Dept. of Nondenominational Pandering:
Huckabee hearts the Catholic vote

Tuesday, January 8th, 2008

450
Camo on dogs just seem counter intuitive to us.

You might not have known this, but this blog would never have existed if not for the Catholics. Maybe that why we’re wondering about the awkward relationship between Catholics and Huckabee.

Apparently, the Arkansonian presidential hopeful is crossing his fingers that the Catholics will forget that he’s associated with the anti-clerical evangelicals Protestants, but remember he loves to metaphysically hug and squeeze unborn fetuses, not to mention that he likes to talk about other things that Catholics like:

“Catholics were a major source of support for me in Arkansas.
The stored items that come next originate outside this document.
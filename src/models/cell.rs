use serde::{Deserialize, Serialize};
use std::fmt;

/// A spreadsheet cell, detached from the workbook backend.
#[derive(Debug, Clone, PartialEq, Default, Serialize, Deserialize)]
pub enum CellValue {
    #[default]
    Empty,
    Number(f64),
    Text(String),
    Bool(bool),
}

impl CellValue {
    pub fn text(value: impl Into<String>) -> Self {
        CellValue::Text(value.into())
    }

    pub fn is_empty(&self) -> bool {
        match self {
            CellValue::Empty => true,
            CellValue::Text(s) => s.trim().is_empty(),
            _ => false,
        }
    }

    /// Numeric view of the cell; numeric text is accepted, anything else is `None`.
    pub fn as_f64(&self) -> Option<f64> {
        let value = match self {
            CellValue::Number(n) => *n,
            CellValue::Text(s) => s.trim().parse::<f64>().ok()?,
            CellValue::Empty | CellValue::Bool(_) => return None,
        };
        value.is_finite().then_some(value)
    }

    /// Trimmed string form. Whole numbers print without a fractional part.
    pub fn to_trimmed_string(&self) -> String {
        match self {
            CellValue::Empty => String::new(),
            CellValue::Text(s) => s.trim().to_string(),
            CellValue::Number(n) => format_number(*n),
            CellValue::Bool(b) => b.to_string(),
        }
    }
}

impl fmt::Display for CellValue {
    fn fmt(&self, f: &mut fmt::Formatter<'_>) -> fmt::Result {
        write!(f, "{}", self.to_trimmed_string())
    }
}

impl From<f64> for CellValue {
    fn from(value: f64) -> Self {
        CellValue::Number(value)
    }
}

impl From<&str> for CellValue {
    fn from(value: &str) -> Self {
        CellValue::Text(value.to_string())
    }
}

fn format_number(n: f64) -> String {
    if n.is_finite() && n.fract() == 0.0 && n.abs() < 1e15 {
        format!("{}", n as i64)
    } else {
        n.to_string()
    }
}
use indicatif::{ProgressBar, ProgressStyle};
use std::time::Duration;

pub struct ProgressReporter {
    progress_bar: Option<ProgressBar>,
}

impl ProgressReporter {
    pub fn new_spinner(message: &str, silent: bool) -> Self {
        if silent {
            return Self { progress_bar: None };
        }

        let pb = ProgressBar::new_spinner();
        if let Ok(style) = ProgressStyle::default_spinner().template("{spinner:.green} {msg}") {
            pb.set_style(style);
        }
        pb.set_message(message.to_string());
        pb.enable_steady_tick(Duration::from_millis(100));

        Self {
            progress_bar: Some(pb),
        }
    }

    pub fn set_message(&self, message: &str) {
        if let Some(ref pb) = self.progress_bar {
            pb.set_message(message.to_string());
        }
    }

    pub fn finish_with_message(&self, message: &str) {
        if let Some(ref pb) = self.progress_bar {
            pb.finish_with_message(message.to_string());
        }
    }

    pub fn finish_and_clear(&self) {
        if let Some(ref pb) = self.progress_bar {
            pb.finish_and_clear();
        }
    }
}

impl Drop for ProgressReporter {
    fn drop(&mut self) {
        if let Some(ref pb) = self.progress_bar {
            if !pb.is_finished() {
                pb.finish_and_clear();
            }
        }
    }
}
use std::path::Path;
use tracing::info;

use crate::error::Result;
use crate::readers::workbook_reader::{concat_sheets, SheetTable, WorkbookReader};

/// Reads the secondary national-summary workbook. Its schema is not fixed,
/// so sheets are stacked as-is and columns are discovered afterwards.
pub struct NationalReader;

impl NationalReader {
    pub fn new() -> Self {
        Self
    }

    pub fn read_combined(&self, path: &Path) -> Result<SheetTable> {
        let sheets = WorkbookReader::new().read_sheets(path)?;
        Ok(self.combine(&sheets))
    }

    pub fn combine(&self, sheets: &[SheetTable]) -> SheetTable {
        let combined = concat_sheets("national", sheets);
        info!(
            sheets = sheets.len(),
            rows = combined.row_count(),
            columns = combined.headers.len(),
            "Combined national summary sheets"
        );
        combined
    }
}

impl Default for NationalReader {
    fn default() -> Self {
        Self::new()
    }
}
And they have been nationally. And it’s not only because of the pro-life and pro-family issues,” he said, refering to his opposition to abortion rights and gay marriage. I certainly believe that Catholics are right about talking about poverty, disease and hunger. Things I talk about … I think a lot of evengelicals have not talked enough about it quite frankly.”

Huckabee might think flattery will get him into the oval office, but the Catholics probably disagree considering the company Huckabee keeps. (By the way, enough with the “Huck Up” jokes. We get it. It’s hilarious; his name rhymes with “fuck.”) While you may think Chuck Norris is offensive, the Catholics have lit a fire under Huckabee’s ass for his aligning himself with evangelical leaders who’ve accused the Church of creating anti-Semitism and practicing paganism and idolatry. (Snap.)

So how does Huckabee defend his love for the Pope?

In short, if I held any animosity toward Catholics, I don’t think Justice Scalia would have ever taken me up on my invitations to go duck hunting.

Obviously, Huckabee only befriends paragons of ethical virtue, which to be honest, the Catholics will eat up because someone really needs to think about the children.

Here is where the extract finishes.